O tempo tornou a torcedora respeitada por muitos no Ferroviário – dirigentes, funcionários, técnicos e jogadores. Moradora do Quintino Cunha, bairro vizinho à Barra do Ceará, onde fica a sede do clube, Ivone sempre assiste aos treinos de apronto (como é chamado o último treinamento antes dos jogos). “A gente tem que saber como o treinador vai armar o time”, tenta justificar o exagero.

Nas partidas fora de casa, a torcedora chega a viajar no próprio ônibus da equipe. Se o técnico se mostra reticente à presença de uma mulher entre os jogadores, dona Ivone conta com outra opção que também revela seu prestígio: ela segue viagem no carro do presidente do clube. A torcedora não disfarça a pouca modéstia: “Sou importante, meu filho!”.

REMÉDIO CONTRA A SOLIDÃO

Depois da morte de sua mãe, em 1996, dona Ivone teve mais duas perdas. Seu único filho, Gleidson, morreu em 1997, aos 20 anos. Cinco anos depois foi a vez do marido, José Militão. “Sou muito grata ao Ferroviário, porque deu sentido à minha vida quando me vi sozinha”, emociona-se. “A dona Ivone é querida porque sempre está presente no nosso dia-a-dia”, explica o supervisor do clube, Francisco Pereira, o Chicão.

Em casa, a torcedora coleciona vários objetos com as cores do Ferroviário. Ela sobrevive com a pensão deixada pelo marido e mora com o irmão, o aposentado Andrelino do Nascimento, 58. “Na nossa família, todo mundo torce pelo time, mas a Ivone sempre foi a mais apaixonada.

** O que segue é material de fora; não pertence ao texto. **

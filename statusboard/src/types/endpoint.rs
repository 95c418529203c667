//! エンドポイント型定義

use serde::{Serialize, Serializer};
use std::sync::{PoisonError, RwLock};
use std::time::Duration;
use url::Url;

/// 最新のヘルスチェック結果
///
/// 稼働状態とレイテンシを1つの値として扱い、停止中のレイテンシを表現できないようにする。
#[derive(Debug, Clone, Copy, PartialEq, Eq, Default)]
pub enum EndpointHealth {
    /// 初期状態、または直近のチェックが失敗
    #[default]
    Unavailable,
    /// 直近のチェックが成功
    Available {
        /// リクエスト開始からレスポンスヘッダ受信までの時間
        latency: Duration,
    },
}

impl EndpointHealth {
    /// 稼働中かどうか
    pub fn is_alive(&self) -> bool {
        matches!(self, Self::Available { .. })
    }

    /// 稼働中のときのみレイテンシを返す
    pub fn latency(&self) -> Option<Duration> {
        match self {
            Self::Available { latency } => Some(*latency),
            Self::Unavailable => None,
        }
    }
}

/// 監視対象エンドポイント
///
/// 起動時に一度だけ生成され、`Arc`で共有される。ヘルスチェックは
/// エンドポイントごとのロックの下で`health`のみを置き換える。
#[derive(Debug)]
pub struct Endpoint {
    name: String,
    address: Url,
    health: RwLock<EndpointHealth>,
}

impl Endpoint {
    /// 新しいエンドポイントを作成（初期状態は`Unavailable`）
    pub fn new(name: impl Into<String>, address: Url) -> Self {
        Self {
            name: name.into(),
            address,
            health: RwLock::new(EndpointHealth::Unavailable),
        }
    }

    /// エンドポイント名（カウンターのキーを兼ねる）
    pub fn name(&self) -> &str {
        &self.name
    }

    /// チェック先URL
    pub fn address(&self) -> &Url {
        &self.address
    }

    /// 現在のヘルス状態
    pub fn health(&self) -> EndpointHealth {
        *self.health.read().unwrap_or_else(PoisonError::into_inner)
    }

    /// ヘルス状態を置き換える
    pub fn set_health(&self, health: EndpointHealth) {
        *self.health.write().unwrap_or_else(PoisonError::into_inner) = health;
    }

    /// 稼働中としてマーク
    pub fn mark_available(&self, latency: Duration) {
        self.set_health(EndpointHealth::Available { latency });
    }

    /// 停止中としてマーク
    pub fn mark_unavailable(&self) {
        self.set_health(EndpointHealth::Unavailable);
    }

    /// 問い合わせ結果用のスナップショット
    pub fn status(&self) -> EndpointStatus {
        EndpointStatus::new(self.name.clone(), self.health())
    }
}

/// 問い合わせ結果
#[derive(Debug, Clone, PartialEq, Eq, Serialize)]
pub struct EndpointStatus {
    /// エンドポイント名
    pub name: String,
    /// 稼働中かどうか
    pub alive: bool,
    /// レイテンシ（停止中は`None`）
    #[serde(rename = "latency_ms", serialize_with = "serialize_latency_ms")]
    pub latency: Option<Duration>,
}

impl EndpointStatus {
    /// ヘルス状態からスナップショットを作成
    pub fn new(name: String, health: EndpointHealth) -> Self {
        Self {
            name,
            alive: health.is_alive(),
            latency: health.latency(),
        }
    }
}

fn serialize_latency_ms<S: Serializer>(
    latency: &Option<Duration>,
    serializer: S,
) -> Result<S::Ok, S::Error> {
    match latency {
        Some(latency) => serializer.serialize_f64(latency.as_micros() as f64 / 1000.0),
        None => serializer.serialize_none(),
    }
}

É difícil ter alguém mais fanático do que ela”, diz Andrelino.

Dona Ivone concorda, mas se coloca um degrau abaixo do fundador do Ferrão, hoje com 100 anos. “Só não sou a torcedora nº 1 porque respeito o Valdemar Caracas, mas sou ao menos a nº 2”, responde.

Sorridente na maior parte da conversa, dona Ivone só fica enjoada quando o repórter insinua que a torcida do Ferroviário é pequena. “Pequena nada! Nossa torcida é grande, o problema é que ela não comparece aos jogos. Se comparecesse, rivalizaria com as de Ceará e Fortaleza”, rebate. “O torcedor do Ferroviário é acomodado. É um torcedor de pijama”.

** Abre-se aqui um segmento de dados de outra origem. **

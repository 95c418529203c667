//! ステータス問い合わせ
//!
//! 名前指定・最小レイテンシ・最大レイテンシ・ランダムの4種類の問い合わせに答え、
//! 返却したエンドポイントのカウンターを加算する。

use crate::common::error::{StatusError, StatusResult};
use crate::metrics::CounterStore;
use crate::registry::endpoints::EndpointRegistry;
use crate::types::endpoint::{Endpoint, EndpointHealth, EndpointStatus};
use rand::rngs::StdRng;
use rand::{Rng, SeedableRng};
use std::sync::{Arc, Mutex, PoisonError};
use tracing::debug;

/// ステータス問い合わせサービス
///
/// レジストリは読み取りのみ、カウンターは加算のみ行う。
/// 複数の呼び出し元・実行中のヘルスチェックと並行して呼び出してよい。
#[derive(Clone)]
pub struct StatusService {
    registry: EndpointRegistry,
    counters: Arc<dyn CounterStore>,
    rng: Arc<Mutex<StdRng>>,
}

impl StatusService {
    /// 新しいサービスを作成し、各エンドポイントのカウンターを登録する
    pub fn new(registry: EndpointRegistry, counters: Arc<dyn CounterStore>) -> Self {
        Self::with_rng(registry, counters, StdRng::from_entropy())
    }

    /// 乱数生成器を指定して作成
    pub fn with_rng(
        registry: EndpointRegistry,
        counters: Arc<dyn CounterStore>,
        rng: StdRng,
    ) -> Self {
        for endpoint in registry.list() {
            counters.add_counter(endpoint.name());
        }

        Self {
            registry,
            counters,
            rng: Arc::new(Mutex::new(rng)),
        }
    }

    /// 名前でエンドポイントの状態を取得
    pub fn get(&self, name: &str) -> StatusResult<EndpointStatus> {
        let endpoint = self
            .registry
            .get(name)
            .ok_or_else(|| StatusError::NotFound(name.to_string()))?;

        Ok(self.record(&endpoint, endpoint.health()))
    }

    /// 最小レイテンシの稼働中エンドポイントを取得
    pub fn get_min(&self) -> StatusResult<EndpointStatus> {
        let ranked = self.registry.ranked_by_latency();
        let (endpoint, latency) = ranked.first().ok_or(StatusError::Empty)?;

        Ok(self.record(endpoint, EndpointHealth::Available { latency: *latency }))
    }

    /// 最大レイテンシの稼働中エンドポイントを取得
    pub fn get_max(&self) -> StatusResult<EndpointStatus> {
        let ranked = self.registry.ranked_by_latency();
        let (endpoint, latency) = ranked.last().ok_or(StatusError::Empty)?;

        Ok(self.record(endpoint, EndpointHealth::Available { latency: *latency }))
    }

    /// 全エンドポイントから一様ランダムに1件取得（稼働状況は問わない）
    pub fn get_random(&self) -> StatusResult<EndpointStatus> {
        let endpoints = self.registry.list();
        if endpoints.is_empty() {
            return Err(StatusError::Empty);
        }

        let index = self
            .rng
            .lock()
            .unwrap_or_else(PoisonError::into_inner)
            .gen_range(0..endpoints.len());
        let endpoint = &endpoints[index];

        Ok(self.record(endpoint, endpoint.health()))
    }

    /// 全カウンターを取得
    pub fn counters(&self) -> &Arc<dyn CounterStore> {
        &self.counters
    }

    /// レジストリへの参照を取得
    pub fn registry(&self) -> &EndpointRegistry {
        &self.registry
    }

    fn record(&self, endpoint: &Endpoint, health: EndpointHealth) -> EndpointStatus {
        self.counters.increment(endpoint.name());
        debug!(endpoint_name = %endpoint.name(), alive = health.is_alive(), "Status served");
        EndpointStatus::new(endpoint.name().to_string(), health)
    }
}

Outro aviso: sendo torcedor de Ceará ou Fortaleza, convém não chamar o time de Ferrim. “Só quem pode usar esse apelido é torcedor coral, de forma carinhosa. No caso dos outros, é Ferrão e não tem conversa”.

Outras curiosidades:

Relíquias de tiete – Dona Ivone guarda muitas fotos ao lado de atletas do passado, como Reginaldo, Jorge Pinheiro, Cícero Ramalho e Cantarelli. Seu maior ídolo foi o lateral Marcelo Veiga, campeão estadual em 1988.

Trânsito livre – A torcedora tem trânsito livre na sede do clube. Conhecida por todos, ela entra na sala da supervisão, dá uma olhadinha nos troféus e até bebe água no bebedouro dos funcionários. “Quem não a conhece é porque trabalha há pouco tempo aqui”, ironiza um diretor presente.

Madrinha da garotada – O treino das categorias de base do Ferrão chegava ao fim quando dona Ivone se aproximou do gramado do Elzir Cabral. Vendo a presença dela, os técnicos Amilton Rocha e Roberto Cearense seguraram a garotada para um abraço na torcedora.

Sábios conselhos – Dona Ivone gosta de aconselhar os atletas, especialmente os mais jovens. Cheia de intimidade, ela vai buscar o atacante Ely no alojamento e dá dicas para o jogo do dia seguinte. “Gente nova não gosta de ouvir os mais velhos, mas só quero o bem desses meninos”.

Torcedora privilegiadas – Dona Ivone adora viajar para jogos no Interior no ônibus da delegação do Ferroviário. Mas, no estádio, ela prefere ficar próxima ao alambrado, no meio do canelau. “Assim o juiz ouve bem meus xingamentos”, brinca.